> _What is being asked_: Filter the entries below, keeping only lines with "Serialize".

** Opening Information supplied block **

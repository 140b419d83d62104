//! Block descriptors and the client-side write staging buffer.
//!
//! A file is an ordered list of blocks. Every block lives on a replica chain of
//! chunk servers; index 0 is the chain head that receives client writes and
//! forwards them to the rest of the chain.
//!
//! Submodules:
//! - `buffer`: fixed-capacity staging buffer used by write handles

pub mod buffer;

pub use buffer::WriteBuffer;

use serde::{Deserialize, Serialize};

/// One block of a file together with the chunk servers holding it.
#[derive(Debug, Clone, PartialEq, Eq, Serialize, Deserialize)]
pub struct LocatedBlock {
    pub block_id: i64,
    /// Bytes acknowledged by the chain so far; the next chunk starts here.
    pub block_size: i64,
    /// Replica chain, head first.
    pub chains: Vec<String>,
}

impl LocatedBlock {
    pub fn new(block_id: i64, chains: Vec<String>) -> Self {
        Self {
            block_id,
            block_size: 0,
            chains,
        }
    }

    pub fn chain_head(&self) -> Option<&str> {
        self.chains.first().map(String::as_str)
    }

    /// Chain members after the head, in forwarding order.
    pub fn downstream(&self) -> &[String] {
        self.chains.get(1..).unwrap_or(&[])
    }

    /// Record `written` bytes as acknowledged by the chain.
    pub fn advance(&mut self, written: usize) {
        self.block_size += written as i64;
    }
}

/// Block layout of a file as resolved by the name server at open time.
#[derive(Debug, Clone, Default, PartialEq, Eq)]
pub struct LocatedBlocks {
    pub file_length: i64,
    pub blocks: Vec<LocatedBlock>,
}

impl LocatedBlocks {
    pub fn new(file_length: i64, blocks: Vec<LocatedBlock>) -> Self {
        Self {
            file_length,
            blocks,
        }
    }

    /// The block reads are served from.
    ///
    /// Reads only ever address the first block of the set, and only when that block
    /// has at least one replica. Writers never allocate more than one block per
    /// handle, so every file produced by this client fits.
    pub fn first_readable(&self) -> Option<&LocatedBlock> {
        self.blocks.first().filter(|b| !b.chains.is_empty())
    }

    pub fn len(&self) -> usize {
        self.blocks.len()
    }

    pub fn is_empty(&self) -> bool {
        self.blocks.is_empty()
    }
}

#[cfg(test)]
mod tests {
    use super::*;

    fn chain(n: usize) -> Vec<String> {
        (0..n).map(|i| format!("cs{i}:8825")).collect()
    }

    #[test]
    fn test_downstream_skips_head() {
        let block = LocatedBlock::new(3, chain(3));
        assert_eq!(block.chain_head(), Some("cs0:8825"));
        assert_eq!(block.downstream(), &chain(3)[1..]);

        let single = LocatedBlock::new(4, chain(1));
        assert!(single.downstream().is_empty());

        let empty = LocatedBlock::new(5, Vec::new());
        assert_eq!(empty.chain_head(), None);
        assert!(empty.downstream().is_empty());
    }

    #[test]
    fn test_advance_accumulates() {
        let mut block = LocatedBlock::new(1, chain(2));
        block.advance(256 * 1024);
        block.advance(44 * 1024);
        assert_eq!(block.block_size, 300 * 1024);
    }

    #[test]
    fn test_first_readable_requires_replicas() {
        assert!(LocatedBlocks::default().first_readable().is_none());

        let no_replicas = LocatedBlocks::new(10, vec![LocatedBlock::new(1, Vec::new())]);
        assert!(no_replicas.first_readable().is_none());

        let located = LocatedBlocks::new(
            10,
            vec![
                LocatedBlock::new(1, chain(2)),
                LocatedBlock::new(2, chain(2)),
            ],
        );
        assert_eq!(located.first_readable().map(|b| b.block_id), Some(1));
        assert_eq!(located.len(), 2);
    }
}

** Closing Information supplied block **

> _Answer to the exercise_:
use serde::{Deserialize, Serialize};
#[derive(Debug, Clone, PartialEq, Eq, Serialize, Deserialize)]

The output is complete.